*Task goal*: This exercise calls for the listing to be set down exactly.
--- Task material Enclosed Below ---
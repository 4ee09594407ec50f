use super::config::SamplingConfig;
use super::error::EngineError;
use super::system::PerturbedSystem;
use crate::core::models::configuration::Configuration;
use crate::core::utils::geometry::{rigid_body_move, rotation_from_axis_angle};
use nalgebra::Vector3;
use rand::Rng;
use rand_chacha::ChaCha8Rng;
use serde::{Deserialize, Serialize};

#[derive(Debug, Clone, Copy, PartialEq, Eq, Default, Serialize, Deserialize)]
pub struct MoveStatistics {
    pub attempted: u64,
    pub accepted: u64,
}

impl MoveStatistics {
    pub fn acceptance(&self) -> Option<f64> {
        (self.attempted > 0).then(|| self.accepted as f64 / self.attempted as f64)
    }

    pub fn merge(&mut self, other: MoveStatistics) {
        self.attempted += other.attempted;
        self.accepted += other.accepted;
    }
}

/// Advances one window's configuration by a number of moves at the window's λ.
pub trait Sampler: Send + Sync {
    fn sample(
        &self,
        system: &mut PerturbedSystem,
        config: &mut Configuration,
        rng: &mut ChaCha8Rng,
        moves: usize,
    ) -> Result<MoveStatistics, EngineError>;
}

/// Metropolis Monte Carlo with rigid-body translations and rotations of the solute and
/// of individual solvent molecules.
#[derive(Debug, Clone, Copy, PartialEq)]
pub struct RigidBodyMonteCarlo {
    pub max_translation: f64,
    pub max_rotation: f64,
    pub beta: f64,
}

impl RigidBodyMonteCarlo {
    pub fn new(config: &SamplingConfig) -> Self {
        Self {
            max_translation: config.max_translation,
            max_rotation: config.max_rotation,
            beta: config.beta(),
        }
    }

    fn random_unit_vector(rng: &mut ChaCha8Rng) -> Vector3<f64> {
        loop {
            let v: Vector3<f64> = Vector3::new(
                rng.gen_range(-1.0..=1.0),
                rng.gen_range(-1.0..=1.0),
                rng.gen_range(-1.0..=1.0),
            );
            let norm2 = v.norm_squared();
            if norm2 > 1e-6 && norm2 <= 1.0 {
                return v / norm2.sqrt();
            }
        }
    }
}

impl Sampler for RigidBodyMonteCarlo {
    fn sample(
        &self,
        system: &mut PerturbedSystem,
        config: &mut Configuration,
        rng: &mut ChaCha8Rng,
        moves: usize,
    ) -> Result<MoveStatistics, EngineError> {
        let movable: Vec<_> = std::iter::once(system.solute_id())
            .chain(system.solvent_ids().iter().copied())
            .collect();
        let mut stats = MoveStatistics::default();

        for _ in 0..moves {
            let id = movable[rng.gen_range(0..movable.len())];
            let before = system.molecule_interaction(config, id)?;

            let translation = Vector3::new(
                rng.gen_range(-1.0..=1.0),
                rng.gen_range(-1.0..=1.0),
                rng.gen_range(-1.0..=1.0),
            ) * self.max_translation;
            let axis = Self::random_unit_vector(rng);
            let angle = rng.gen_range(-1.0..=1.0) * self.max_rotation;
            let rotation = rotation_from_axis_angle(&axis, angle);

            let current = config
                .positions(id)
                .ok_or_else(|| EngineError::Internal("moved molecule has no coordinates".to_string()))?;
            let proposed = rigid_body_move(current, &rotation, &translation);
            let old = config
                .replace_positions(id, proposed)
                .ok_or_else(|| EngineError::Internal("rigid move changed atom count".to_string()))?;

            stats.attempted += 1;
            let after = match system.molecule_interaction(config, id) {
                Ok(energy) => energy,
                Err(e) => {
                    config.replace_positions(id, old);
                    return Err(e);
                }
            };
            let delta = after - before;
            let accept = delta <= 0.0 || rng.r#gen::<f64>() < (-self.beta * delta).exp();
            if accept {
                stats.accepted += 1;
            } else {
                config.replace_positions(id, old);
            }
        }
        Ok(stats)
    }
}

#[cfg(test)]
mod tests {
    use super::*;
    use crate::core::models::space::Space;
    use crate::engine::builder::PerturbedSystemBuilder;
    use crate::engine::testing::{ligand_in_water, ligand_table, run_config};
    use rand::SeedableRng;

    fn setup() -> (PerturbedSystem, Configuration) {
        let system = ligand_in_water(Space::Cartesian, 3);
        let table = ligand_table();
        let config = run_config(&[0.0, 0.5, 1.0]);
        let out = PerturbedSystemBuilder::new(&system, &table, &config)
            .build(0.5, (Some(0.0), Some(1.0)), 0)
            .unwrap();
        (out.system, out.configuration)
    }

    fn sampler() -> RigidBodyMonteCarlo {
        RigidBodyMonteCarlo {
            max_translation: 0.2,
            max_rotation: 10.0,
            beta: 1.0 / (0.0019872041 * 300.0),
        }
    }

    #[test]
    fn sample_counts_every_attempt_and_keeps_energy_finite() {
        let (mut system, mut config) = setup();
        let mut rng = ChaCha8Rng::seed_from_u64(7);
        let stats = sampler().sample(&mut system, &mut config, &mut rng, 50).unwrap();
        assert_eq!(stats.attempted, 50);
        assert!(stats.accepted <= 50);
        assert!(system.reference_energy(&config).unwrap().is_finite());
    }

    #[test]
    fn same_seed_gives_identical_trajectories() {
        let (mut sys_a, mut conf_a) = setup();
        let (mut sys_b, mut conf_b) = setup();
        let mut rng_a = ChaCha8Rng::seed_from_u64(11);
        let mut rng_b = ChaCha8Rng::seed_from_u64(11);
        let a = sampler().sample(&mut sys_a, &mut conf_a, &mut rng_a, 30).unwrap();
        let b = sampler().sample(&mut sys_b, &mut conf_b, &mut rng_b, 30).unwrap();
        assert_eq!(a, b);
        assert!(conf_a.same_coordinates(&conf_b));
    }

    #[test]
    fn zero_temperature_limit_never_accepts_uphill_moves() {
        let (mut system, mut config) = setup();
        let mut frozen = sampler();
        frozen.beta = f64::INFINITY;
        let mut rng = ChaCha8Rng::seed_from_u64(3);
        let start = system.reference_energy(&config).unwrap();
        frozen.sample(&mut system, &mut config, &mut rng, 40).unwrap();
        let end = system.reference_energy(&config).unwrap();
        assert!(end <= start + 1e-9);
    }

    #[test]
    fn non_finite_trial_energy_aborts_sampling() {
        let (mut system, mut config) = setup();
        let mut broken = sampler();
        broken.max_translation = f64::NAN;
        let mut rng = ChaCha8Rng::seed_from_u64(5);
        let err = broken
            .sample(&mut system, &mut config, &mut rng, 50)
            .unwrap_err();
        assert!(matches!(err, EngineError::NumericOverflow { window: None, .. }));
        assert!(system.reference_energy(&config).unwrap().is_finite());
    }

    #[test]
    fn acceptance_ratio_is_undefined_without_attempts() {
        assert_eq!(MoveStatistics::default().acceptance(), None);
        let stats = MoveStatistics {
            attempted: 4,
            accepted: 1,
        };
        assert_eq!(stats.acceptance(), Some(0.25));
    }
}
--- End of Enclosed Task material ---
*Solution*:
repository 4ee09594407ec50f
use super::config::SamplingConfig;
use super::error::EngineError;
use super::system::PerturbedSystem;
use crate::core::models::configuration::Configuration;
use crate::core::utils::geometry::{rigid_body_move, rotation_from_axis_angle};
use nalgebra::Vector3;
use rand::Rng;
use rand_chacha::ChaCha8Rng;
use serde::{Deserialize, Serialize};

#[derive(Debug, Clone, Copy, PartialEq, Eq, Default, Serialize, Deserialize)]
pub struct MoveStatistics {
    pub attempted: u64,
    pub accepted: u64,
}

impl MoveStatistics {
    pub fn acceptance(&self) -> Option<f64> {
        (self.attempted > 0).then(|| self.accepted as f64 / self.attempted as f64)
    }

    pub fn merge(&mut self, other: MoveStatistics) {
        self.attempted += other.attempted;
        self.accepted += other.accepted;
    }
}

/// Advances one window's configuration by a number of moves at the window's λ.
pub trait Sampler: Send + Sync {
    fn sample(
        &self,
        system: &mut PerturbedSystem,
        config: &mut Configuration,
        rng: &mut ChaCha8Rng,
        moves: usize,
    ) -> Result<MoveStatistics, EngineError>;
}

/// Metropolis Monte Carlo with rigid-body translations and rotations of the solute and
/// of individual solvent molecules.
#[derive(Debug, Clone, Copy, PartialEq)]
pub struct RigidBodyMonteCarlo {
    pub max_translation: f64,
    pub max_rotation: f64,
    pub beta: f64,
}

impl RigidBodyMonteCarlo {
    pub fn new(config: &SamplingConfig) -> Self {
        Self {
            max_translation: config.max_translation,
            max_rotation: config.max_rotation,
            beta: config.beta(),
        }
    }

    fn random_unit_vector(rng: &mut ChaCha8Rng) -> Vector3<f64> {
        loop {
            let v: Vector3<f64> = Vector3::new(
                rng.gen_range(-1.0..=1.0),
                rng.gen_range(-1.0..=1.0),
                rng.gen_range(-1.0..=1.0),
            );
            let norm2 = v.norm_squared();
            if norm2 > 1e-6 && norm2 <= 1.0 {
                return v / norm2.sqrt();
            }
        }
    }
}

impl Sampler for RigidBodyMonteCarlo {
    fn sample(
        &self,
        system: &mut PerturbedSystem,
        config: &mut Configuration,
        rng: &mut ChaCha8Rng,
        moves: usize,
    ) -> Result<MoveStatistics, EngineError> {
        let movable: Vec<_> = std::iter::once(system.solute_id())
            .chain(system.solvent_ids().iter().copied())
            .collect();
        let mut stats = MoveStatistics::default();

        for _ in 0..moves {
            let id = movable[rng.gen_range(0..movable.len())];
            let before = system.molecule_interaction(config, id)?;

            let translation = Vector3::new(
                rng.gen_range(-1.0..=1.0),
                rng.gen_range(-1.0..=1.0),
                rng.gen_range(-1.0..=1.0),
            ) * self.max_translation;
            let axis = Self::random_unit_vector(rng);
            let angle = rng.gen_range(-1.0..=1.0) * self.max_rotation;
            let rotation = rotation_from_axis_angle(&axis, angle);

            let current = config
                .positions(id)
                .ok_or_else(|| EngineError::Internal("moved molecule has no coordinates".to_string()))?;
            let proposed = rigid_body_move(current, &rotation, &translation);
            let old = config
                .replace_positions(id, proposed)
                .ok_or_else(|| EngineError::Internal("rigid move changed atom count".to_string()))?;

            stats.attempted += 1;
            let after = match system.molecule_interaction(config, id) {
                Ok(energy) => energy,
                Err(e) => {
                    config.replace_positions(id, old);
                    return Err(e);
                }
            };
            let delta = after - before;
            let accept = delta <= 0.0 || rng.r#gen::<f64>() < (-self.beta * delta).exp();
            if accept {
                stats.accepted += 1;
            } else {
                config.replace_positions(id, old);
            }
        }
        Ok(stats)
    }
}

#[cfg(test)]
mod tests {
    use super::*;
    use crate::core::models::space::Space;
    use crate::engine::builder::PerturbedSystemBuilder;
    use crate::engine::testing::{ligand_in_water, ligand_table, run_config};
    use rand::SeedableRng;

    fn setup() -> (PerturbedSystem, Configuration) {
        let system = ligand_in_water(Space::Cartesian, 3);
        let table = ligand_table();
        let config = run_config(&[0.0, 0.5, 1.0]);
        let out = PerturbedSystemBuilder::new(&system, &table, &config)
            .build(0.5, (Some(0.0), Some(1.0)), 0)
            .unwrap();
        (out.system, out.configuration)
    }

    fn sampler() -> RigidBodyMonteCarlo {
        RigidBodyMonteCarlo {
            max_translation: 0.2,
            max_rotation: 10.0,
            beta: 1.0 / (0.0019872041 * 300.0),
        }
    }

    #[test]
    fn sample_counts_every_attempt_and_keeps_energy_finite() {
        let (mut system, mut config) = setup();
        let mut rng = ChaCha8Rng::seed_from_u64(7);
        let stats = sampler().sample(&mut system, &mut config, &mut rng, 50).unwrap();
        assert_eq!(stats.attempted, 50);
        assert!(stats.accepted <= 50);
        assert!(system.reference_energy(&config).unwrap().is_finite());
    }

    #[test]
    fn same_seed_gives_identical_trajectories() {
        let (mut sys_a, mut conf_a) = setup();
        let (mut sys_b, mut conf_b) = setup();
        let mut rng_a = ChaCha8Rng::seed_from_u64(11);
        let mut rng_b = ChaCha8Rng::seed_from_u64(11);
        let a = sampler().sample(&mut sys_a, &mut conf_a, &mut rng_a, 30).unwrap();
        let b = sampler().sample(&mut sys_b, &mut conf_b, &mut rng_b, 30).unwrap();
        assert_eq!(a, b);
        assert!(conf_a.same_coordinates(&conf_b));
    }

    #[test]
    fn zero_temperature_limit_never_accepts_uphill_moves() {
        let (mut system, mut config) = setup();
        let mut frozen = sampler();
        frozen.beta = f64::INFINITY;
        let mut rng = ChaCha8Rng::seed_from_u64(3);
        let start = system.reference_energy(&config).unwrap();
        frozen.sample(&mut system, &mut config, &mut rng, 40).unwrap();
        let end = system.reference_energy(&config).unwrap();
        assert!(end <= start + 1e-9);
    }

    #[test]
    fn non_finite_trial_energy_aborts_sampling() {
        let (mut system, mut config) = setup();
        let mut broken = sampler();
        broken.max_translation = f64::NAN;
        let mut rng = ChaCha8Rng::seed_from_u64(5);
        let err = broken
            .sample(&mut system, &mut config, &mut rng, 50)
            .unwrap_err();
        assert!(matches!(err, EngineError::NumericOverflow { window: None, .. }));
        assert!(system.reference_energy(&config).unwrap().is_finite());
    }

    #[test]
    fn acceptance_ratio_is_undefined_without_attempts() {
        assert_eq!(MoveStatistics::default().acceptance(), None);
        let stats = MoveStatistics {
            attempted: 4,
            accepted: 1,
        };
        assert_eq!(stats.acceptance(), Some(0.25));
    }
}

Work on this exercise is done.